The Big Bang Theory Does Not Represent Science


Cut the Creator some Slack     
(Caption: Cut the Creator some Slack)

Anyone puzzled by how some Americans don’t take science seriously need look no farther than how few scientists, themselves, take the scientific method seriously.

There is no better example of that credibility gap than the Big Bang Theory.

And this is the worst possible place for the flaw to occur, because the Big Bang has become the poster child for “science is smart, religion is stupid”…yet it’s not actually science.

Even my favorite sitcom, wherein some producer had the crazy nerve to try to create a show around the situation of INTELLIGENT people, The Big Bang Theory, assumes its name (apparently) as an attempt to show intellectual, potential viewers that it’s for them, not the common proles.

But the Big Bang Theory is pseudoscience, at best.

Bad

By the rules of hard science, it’s not even a theory. A theory can be tested in a way that would be sure to fail if it were wrong. This, with the Big Bang, is impossible so far. So it doesn’t qualify. It is a hypothesis.

For supposed scientists to refer to it as a theory is akin to Catholic priests and bishops referring to a contemporary televangelist as a Saint. There are strict rules for sainthood, and for scientific theoryhood, and if you just go tossing either word around you discredit the whole genre. Saint Tammy Fae Baker would undermine the concept of Christian sainthood exactly the way the Big Bang Theory undermines the concept of cosmogony as a science.

Worse

But it’s worse than that; the Big Bang Hypothesis is not just treated with the unearned dignity of being a “theory”, but even like a fact, despite having failed even the basic test of prediction.

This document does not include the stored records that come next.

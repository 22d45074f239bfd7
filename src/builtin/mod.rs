//! Reference scanners shipped with the engine, one per entry point.

mod duplicate_file;
mod long_block;
mod test_naming;

pub use duplicate_file::{DuplicateFileScanner, normalized_digest};
pub use long_block::{DEFAULT_MAX_BLOCK_LINES, LongBlockScanner};
pub use test_naming::TestFileNamingScanner;

use crate::registry::ScannerRegistry;

/// Register every builtin under `scanners.<name>_scanner`.
pub fn register_builtin_scanners(registry: &mut ScannerRegistry, max_block_lines: usize) {
    registry.register(
        "scanners.long_block_scanner",
        "LongBlockScanner",
        move || LongBlockScanner::new(max_block_lines),
    );
    registry.register_default::<TestFileNamingScanner>(
        "scanners.test_file_naming_scanner",
        "TestFileNamingScanner",
    );
    registry.register_default::<DuplicateFileScanner>(
        "scanners.duplicate_file_scanner",
        "DuplicateFileScanner",
    );
}

#[cfg(test)]
#[path = "mod_tests.rs"]
mod tests;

Original big bang-based predictions of the temperature of the universe, its expansion, and the even-ness of background radiation all failed…but, in violation of the principles of science, bureaucrats just turned around and reverse-engineered new predictions that matched the existing observations. 

But even if they had not, no theory EVER rises to the level of fact, based solely on its matching of predictions. 

To quote Stephen Hawking:

Any physical theory is always provisional, in the sense that it is only a hypothesis; you can never prove it. No matter how many times the results of experiments agree with some theory, you can never be sure that the next time the result will not contradict the theory. On the other hand, you can disprove a theory by finding even a single observation that disagrees with the predictions of the theory.

You don’t have to go as far as Anthropogenic Global Warming, to find scientists treating failed hypotheses as Settled Science, which is denied by not only Stephen Hawking above, but the Fallibilist roots of hard science.

Laughable

But it gets worse, still, when extreme atheists try to trot out The Big Bang as a solution for the Prime Mover paradox.

See, one of the arguments used by Creationists is that everything in the universe apparently needs to be caused by something else. Things don’t just happen out of nothing, there’s always a “cause and effect”. This means that, if the universe ever had a start at all, HOW it could start seems impossible to explain. There has to have been to be a First Event, that was not caused by anything at all, and that should be impossible.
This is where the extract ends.